Wallace’s Commons seat, Wyre and Preston North, is set to be abolished via boundary changes, so were Wallace to wish to stay in the Commons, he would have to find another seat quite soon, almost impossible in view of the expected Conservative Party mass wipeout at the (2024?) general election.

I suppose that Wallace will now be looking for some well-paid business sinecure, combined with a nice £350-taxfree-per-day House of Lords peerage in Sunak’s resignation honours list.

That’s 282 mph…

Puppet on a chain…

Late tweets

The Zelensky cabal counting their chickens before they are hatched.

No reaction so far from the usual Western “human rights” parasites about the plan to expel 800,000 Russians from their homes in Crimea, something akin to the deportations carried out by Stalin or (to a far lesser extent) Hitler.

In fact, the Kiev regime is engaged in “pie-in-the-sky” politics. Putin and the Russian Government (and people) will never allow the Kiev regime to annex Crimea again.
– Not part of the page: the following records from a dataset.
impl RelayActuator {
    pub fn new(opener: Arc<dyn RelayBoardOpener>, settings: RelaySettings) -> Self {
        Self {
            opener,
            settings,
            link: Mutex::new(BoardLink::Disconnected),
            closed: AtomicBool::new(false),
            machines: RwLock::new(BTreeMap::new()),
        }
    }

    /// Open the board and drive every channel OFF. Returns whether a board
    /// is connected.
    pub fn initialize(&self) -> bool {
        info!("initializing relay board");
        {
            let mut link = self.lock_link();
            self.reacquire(&mut link);
        }
        match self.reset_all() {
            Ok(()) => true,
            Err(RelayError::BoardNotFound) => {
                error!("relay board not found; relay outputs disabled until it appears");
                false
            }
            Err(err) => {
                warn!("relay board connected but reset failed: {err}");
                self.is_connected()
            }
        }
    }

    pub fn is_connected(&self) -> bool {
        matches!(*self.lock_link(), BoardLink::Connected(_))
    }

    pub fn settings(&self) -> RelaySettings {
        self.settings
    }

    /// Assign `start..start+3` to `machine_id` and drive the block OFF.
    /// Write failures while clearing the block are logged, not returned.
    pub fn configure_machine(
        &self,
        machine_id: MachineId,
        start: u8,
    ) -> Result<[u8; CHANNELS_PER_MACHINE], RelayError> {
        if start < 1 || start > RELAY_CHANNELS - 2 {
            return Err(RelayError::InvalidRange { machine_id, start });
        }
        let channels = [start, start + 1, start + 2];
        {
            let mut machines = self.machines.write().unwrap_or_else(PoisonError::into_inner);
            if let Some((&other, _)) = machines.iter().find(|(id, block)| {
                **id != machine_id && block.iter().any(|ch| channels.contains(ch))
            }) {
                return Err(RelayError::Overlap { machine_id, other });
            }
            machines.insert(machine_id, channels);
        }
        info!("{machine_id}: relays {channels:?} (pair1..pair3)");

        if let Err(err) = self.set_machine_relays(machine_id, [false; CHANNELS_PER_MACHINE]) {
            warn!("{machine_id}: could not clear relay block: {err}");
        }
        Ok(channels)
    }

    pub fn machine_channels(&self, machine_id: MachineId) -> Option<[u8; CHANNELS_PER_MACHINE]> {
        self.machines
            .read()
            .unwrap_or_else(PoisonError::into_inner)
            .get(&machine_id)
            .copied()
    }

    /// Drive the machine's block from a fault vector (`true` = ON). Every
    /// channel is attempted even when another one fails.
    pub fn set_machine_relays(
        &self,
        machine_id: MachineId,
        faults: [bool; CHANNELS_PER_MACHINE],
    ) -> Result<(), RelayError> {
        let channels = self
            .machine_channels(machine_id)
            .ok_or(RelayError::UnknownMachine(machine_id))?;

        let mut failed = Vec::new();
        for (pair, (channel, on)) in channels.into_iter().zip(faults).enumerate() {
            if let Err(err) = self.write_with_retry(channel, on) {
                debug!("{machine_id}: pair{} relay {channel}: {err}", pair + 1);
                failed.push(channel);
            }
        }

        if failed.is_empty() {
            Ok(())
        } else {
            Err(RelayError::ChannelsFailed { channels: failed })
        }
    }

    pub fn reset_machine_relays(&self, machine_id: MachineId) -> Result<(), RelayError> {
        info!("{machine_id}: resetting relays to OFF");
        self.set_machine_relays(machine_id, [false; CHANNELS_PER_MACHINE])
    }

    /// Drive all channels OFF in a single pass. Idempotent.
    pub fn reset_all(&self) -> Result<(), RelayError> {
        let mut link = self.lock_link();
        if self.is_closed() {
            return Err(RelayError::Closed);
        }
        self.reacquire(&mut link);
        Self::reset_channels(&mut link)
    }

    fn reset_channels(link: &mut BoardLink) -> Result<(), RelayError> {
        let BoardLink::Connected(board) = link else {
            return Err(RelayError::BoardNotFound);
        };

        let mut failed = Vec::new();
        for channel in 1..=RELAY_CHANNELS {
            if let Err(err) = board.set_state(channel, false) {
                error!("failed to reset relay {channel}: {err}");
                metrics::counter!("monitor_relay_write_failures_total").increment(1);
                failed.push(channel);
            }
        }
        if failed.is_empty() {
            info!("all relays reset to OFF");
            Ok(())
        } else {
            Err(RelayError::ChannelsFailed { channels: failed })
        }
    }

    /// Pulse one channel ON for a second.
    pub fn test_relay(&self, channel: u8) -> Result<(), RelayError> {
        if !(1..=RELAY_CHANNELS).contains(&channel) {
            return Err(RelayError::InvalidChannel { channel });
        }
        info!("testing relay {channel}");
        self.write_with_retry(channel, true)?;
        thread::sleep(TEST_PULSE);
        self.write_with_retry(channel, false)
    }

    pub fn test_machine_relays(&self, machine_id: MachineId) -> Result<(), RelayError> {
        let channels = self
            .machine_channels(machine_id)
            .ok_or(RelayError::UnknownMachine(machine_id))?;
        for (pair, channel) in channels.into_iter().enumerate() {
            info!("{machine_id}: testing pair{} relay {channel}", pair + 1);
            self.test_relay(channel)?;
            thread::sleep(TEST_GAP);
        }
        Ok(())
    }

    /// Drive everything OFF, release the board and close the actuator.
    /// Writes still in flight on other threads become no-ops.
    pub fn shutdown(&self) {
        let mut link = self.lock_link();
        if self.closed.swap(true, Ordering::SeqCst) {
            return;
        }
        info!("shutting down relay board");
        if matches!(*link, BoardLink::Disconnected) {
            if let Ok(board) = self.opener.open() {
                *link = BoardLink::Connected(board);
            }
        }
        if let Err(err) = Self::reset_channels(&mut link) {
            warn!("relay reset during shutdown failed: {err}");
        }
        *link = BoardLink::Disconnected;
    }

    pub fn is_closed(&self) -> bool {
        self.closed.load(Ordering::SeqCst)
    }

    fn write_with_retry(&self, channel: u8, on: bool) -> Result<(), RelayError> {
        let attempts = self.settings.max_retries.max(1);
        let mut last_error = RelayError::BoardNotFound;

        for attempt in 1..=attempts {
            {
                let mut link = self.lock_link();
                if self.is_closed() {
                    return Err(RelayError::Closed);
                }
                self.reacquire(&mut link);
                let BoardLink::Connected(board) = &mut *link else {
                    return Err(RelayError::BoardNotFound);
                };
                match board.set_state(channel, on) {
                    Ok(()) => return Ok(()),
                    Err(err) => {
                        warn!("relay {channel} write failed (attempt {attempt}/{attempts}): {err}");
                        metrics::counter!("monitor_relay_write_failures_total").increment(1);
                        last_error = RelayError::Write {
                            channel,
                            reason: err.to_string(),
                        };
                        *link = BoardLink::Disconnected;
                    }
                }
            }
            if attempt < attempts {
                thread::sleep(self.settings.retry_delay);
            }
        }
        Err(last_error)
    }

    fn reacquire(&self, link: &mut BoardLink) {
        if matches!(link, BoardLink::Connected(_)) || self.is_closed() {
            return;
        }
        match self.opener.open() {
            Ok(board) => {
                info!("relay board connected");
                *link = BoardLink::Connected(board);
            }
            Err(RelayError::BoardNotFound) => {}
            Err(err) => debug!("relay board reacquire failed: {err}"),
        }
    }

    fn lock_link(&self) -> MutexGuard<'_, BoardLink> {
        self.link.lock().unwrap_or_else(PoisonError::into_inner)
    }
}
If there were any real danger of that, the Russian forces would use tactical nuclear weapons on the battlefield and, if that were not enough to stop any annexation, a strategic nuclear missile or two on Kiev itself. In that event, “goodbye Zelensky” or at least his corrupt and brutal government.

A Spy Among Friends

Watched about 10 mins of the new TV spy drama, A Spy Among Friends. Had I known that it was about Philby, I should probably not have bothered. I do not have a lot of time for the so-called “master spy” whose reputation was and still is the most inflated since Mata Hari. No need to go into all that now, though.
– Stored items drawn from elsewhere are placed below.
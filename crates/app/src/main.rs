mod cli;

use clap::Parser;

fn main() {
    if let Err(err) = run() {
        eprintln!("{err:?}");
        std::process::exit(1);
    }
}

fn run() -> anyhow::Result<()> {
    let cli = cli::Cli::parse();
    cli::handle_command(cli)
}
I am rather impatient with films and TV dramas. If they bore or irritate me in the first 10-15 mins, I rarely watch on. In this case, there were invented scenes, which may have been inevitable, but some of them lacked any credibility. For example, there was a West Indian involved in the first few minutes, highly unlikely in 1963. Also, the show pushed, in those opening minutes, the buttons of all the known cliches about Philby— cricket, booze, womanizing etc.

It is true that Philby, had he become Chief of SIS, would have been a “master spy” or “legendary agent” (“legendary” in more ways than one). Not because (or primarily because) he would have been able to give the KGB secrets at all levels, but mainly because he would have been in a position to cripple SIS strategically, structurally; even more important, he would also have been in a position to deliberately mis-advise the Prime Minister and other ministers, and to point them in the wrong direction strategically.
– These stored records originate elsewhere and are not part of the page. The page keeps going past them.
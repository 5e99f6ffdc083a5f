//! Detection model seam and post-processing shared by the inference worker.

pub mod detection;
#[cfg(feature = "with-tch")]
pub mod detector;

pub use detection::{Detection, DetectionModel, ItemClass, non_max_suppression, top_by_score};

#[cfg(feature = "with-tch")]
pub use tch;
It never happened. Philby was found by General Kalugin to be living in a permanently intoxicated state in his apartment in Gorky Street (now once again Tverskaya Street). Kalugin, and Philby’s last wife, Rufina, sobered him up somewhat, and Kalugin gave him mentoring work to do.

I myself was slightly acquainted in the early 1990s with a former KGB officer (turned businessman) called “Ed” (Edvard, from the Baltic regions or pribaltika), who told me at lunch in Hall at Lincoln’s Inn in 1994 (I think) that he had once heard a lecture by Philby at the Lubyanka. That lecture must have been late 1970s, or maybe early 1980s.

Though Philby claimed publicly in January 1988 that he did not regret his decisions and that he missed nothing about England except some friends, Colman’s mustard and Lea & PerrinsWorcestershire sauce,[84] his wife Rufina Ivanovna Pukhova later described Philby as “disappointed in many ways” by what he found in Moscow. “He saw people suffering too much,” but he consoled himself by arguing that “the ideals were right but the way they were carried out was wrong. The fault lay with the people in charge.”[85] Pukhova said, “he was struck by disappointment, brought to tears. He said, ‘Why do old people live so badly here? After all, they won the war.'”[86] Philby drank heavily and suffered from loneliness and depression; according to Rufina, he had attempted suicide by slashing his wrists some time in the 1960s.”

[Wikipedia]

Assuming that the above is accurate, Philby’s only very superficial understanding of politics, geopolitics, history, and economics is almost too obvious.

Even were A Spy Among Friends better than my first impressions, I would probably not bother with it, because at root, Philby just does not much interest me.